Mentre a Cortina, al Museo Mario Rimoldi delle Regole di Ampezzo, è ancora in corso la II edizione de I Mille di Sgarbi, la III edizione torna a Cervia per il secondo anno consecutivo, dove aveva debuttato nel 2019 grazie all’idea dei collaboratori di Vittorio Sgarbi, Sauro Moretti, suo manager e Nino Ippolito, suo capo ufficio stampa.
Un gemellaggio importante, tra due città simbolo delle mete turistiche italiane di maggior interesse internazionale: la regina delle Dolomiti e la perla della riviera romagnola, unite dall’arte per ripartire in nome di un turismo di qualità, più lento e all’insegna della cultura, sempre più al centro dell’attenzione come simbolo di un nuovo inizio.
Infatti, la collettiva contemporanea dei Mille a Cervia rappresenta una delle prime mostre ad inaugurare subito dopo i mesi di chiusura forzata, che anzi, proprio nel periodo più buio e incerto è stata progettata e voluta dai collaboratori di Sgarbi, che non hanno mai smesso di credere nell’opportunità dell’arte come simbolo della ripartenza dell’Italia.
“Se qualcosa questo virus ci ha insegnato è che l’arte ha sempre più necessità di essere vista dal vivo e che il web non può garantire le stesse emozioni di un’opera d’arte vissuta dal vivo. L’arte ha sempre la necessità di manifestarsi in spazi fisici, pubblici e privati, come luogo di incontro dove mostrare nuove idee aperte alla discussione”, scrive Vittorio Sgarbi.
Molte delle opere in mostra sono nate proprio nei mesi della chiusura, dove i pittori, gli scultori e grafici, già abituati a lavorare nel silenzio di uno studio che lascia il mondo fuori, hanno espresso le paure, le ansie, le incertezze e la rabbia di questo momento sulla materia.
E i fotografi, costretti dal distanziamento sociale a scattare muovendosi come dei ladri per le vie delle loro città, hanno ripreso scorci dove l’uomo è solo un fantasma di passaggio. Ma non solo: molte delle foto in mostra sono state scattate pochi anni o mesi prima dell’avvento del Covid-19 e relative restrizioni.

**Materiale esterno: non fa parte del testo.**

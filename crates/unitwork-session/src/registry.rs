//! Cross-session attachment registry.
//!
//! Each database handle owns one registry. It records which live session
//! owns which entity instance (by handle identity, not by key), so the same
//! instance cannot be tracked by two sessions at once while independent
//! sessions remain free to load their own copies of the same row.

use std::collections::HashMap;
use std::sync::Mutex;
use std::sync::atomic::{AtomicU64, Ordering};
use unitwork_core::{AttachError, Error, Result};

#[derive(Debug, Clone, Copy)]
struct Claim {
    session: u64,
}

/// Registry of entity-instance ownership across sessions.
#[derive(Debug, Default)]
pub struct AttachmentRegistry {
    claims: Mutex<HashMap<usize, Claim>>,
    next_session: AtomicU64,
}

impl AttachmentRegistry {
    /// Create an empty registry.
    #[must_use]
    pub fn new() -> Self {
        Self::default()
    }

    /// Hand out the next session identifier.
    pub fn next_session_id(&self) -> u64 {
        self.next_session.fetch_add(1, Ordering::Relaxed) + 1
    }

    /// Claim an entity instance for `session`.
    ///
    /// `table` and `key` only flavor the error; ownership is by instance.
    pub fn claim(
        &self,
        session: u64,
        instance: usize,
        table: &'static str,
        key: Option<i64>,
    ) -> Result<()> {
        let mut claims = lock(&self.claims);
        match claims.get(&instance) {
            Some(existing) if existing.session != session => {
                tracing::debug!(
                    table,
                    ?key,
                    owner = existing.session,
                    claimant = session,
                    "Attachment conflict"
                );
                Err(Error::Attach(AttachError {
                    table: table.to_string(),
                    key,
                    owner: existing.session,
                }))
            }
            _ => {
                claims.insert(instance, Claim { session });
                Ok(())
            }
        }
    }

    /// Release one instance claim held by `session`.
    pub fn release(&self, session: u64, instance: usize) {
        let mut claims = lock(&self.claims);
        if claims.get(&instance).is_some_and(|c| c.session == session) {
            claims.remove(&instance);
        }
    }

    /// Release every claim held by `session`. Called when a session ends.
    pub fn release_session(&self, session: u64) {
        lock(&self.claims).retain(|_, claim| claim.session != session);
    }

    /// The session owning an instance, if any.
    #[must_use]
    pub fn owner_of(&self, instance: usize) -> Option<u64> {
        lock(&self.claims).get(&instance).map(|c| c.session)
    }
}

fn lock<T>(mutex: &Mutex<T>) -> std::sync::MutexGuard<'_, T> {
    mutex.lock().unwrap_or_else(std::sync::PoisonError::into_inner)
}

#[cfg(test)]
mod tests {
    use super::*;

    #[test]
    fn claim_is_per_instance() {
        let registry = AttachmentRegistry::new();
        let (s1, s2) = (registry.next_session_id(), registry.next_session_id());

        registry.claim(s1, 0x10, "players", Some(1)).unwrap();
        // A different instance of the same row is fine.
        registry.claim(s2, 0x20, "players", Some(1)).unwrap();
        // The same instance is not.
        let err = registry.claim(s2, 0x10, "players", Some(1)).unwrap_err();
        assert!(matches!(err, Error::Attach(_)));
    }

    #[test]
    fn reclaim_by_owner_is_idempotent() {
        let registry = AttachmentRegistry::new();
        let s1 = registry.next_session_id();
        registry.claim(s1, 0x10, "teams", None).unwrap();
        registry.claim(s1, 0x10, "teams", None).unwrap();
        assert_eq!(registry.owner_of(0x10), Some(s1));
    }

    #[test]
    fn release_session_frees_instances() {
        let registry = AttachmentRegistry::new();
        let (s1, s2) = (registry.next_session_id(), registry.next_session_id());
        registry.claim(s1, 0x10, "players", Some(1)).unwrap();
        registry.claim(s1, 0x11, "players", Some(2)).unwrap();

        registry.release_session(s1);
        assert_eq!(registry.owner_of(0x10), None);
        registry.claim(s2, 0x10, "players", Some(1)).unwrap();
    }

    #[test]
    fn release_ignores_other_sessions_claims() {
        let registry = AttachmentRegistry::new();
        let (s1, s2) = (registry.next_session_id(), registry.next_session_id());
        registry.claim(s1, 0x10, "players", Some(1)).unwrap();
        registry.release(s2, 0x10);
        assert_eq!(registry.owner_of(0x10), Some(s1));
    }
}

Fotografie che prima ci avrebbero raccontato poco di eccezionale ma, nel tempo breve eppur interminabile del confinamento domestico, quelle immagini ci sembrano appartenere a un passato lontanissimo, di cui non vediamo ancora il ritorno: è la normalità, quella dei bambini che giocano liberi per strada, di un mercato affollato, di persone che semplicemente vivono la vita come l’abbiamo sempre concepita e che oggi subiamo con cautela e impaccio.
E ci sono naturalmente le opere che non risentono del momento e che mantengono temi e soggetti cari all’artista che preferisce estraniarsi ed innalzarsi con visione ascetica dal tormento della cronaca.
Proprio quest’ultima e il suo impatto sull’immaginario collettivo, è la spinta alla creazione di opere che si fondano sul percepito comune del Paese, tra verità e bufale, per arrivare a farsi manifesti veri e propri dell’incertezza e sfiducia ancora in corso. Non solo riguardo al virus ma anche alle problematiche ambientali ed economiche di un sistema che non regge più, in mezzo alle strabilianti notizie quotidiane.
La mostra sarà aperta al pubblico dal 4 al 12 luglio, ogni giorno, con ingresso libero, dalle ore 19.00 alle ore 00.00.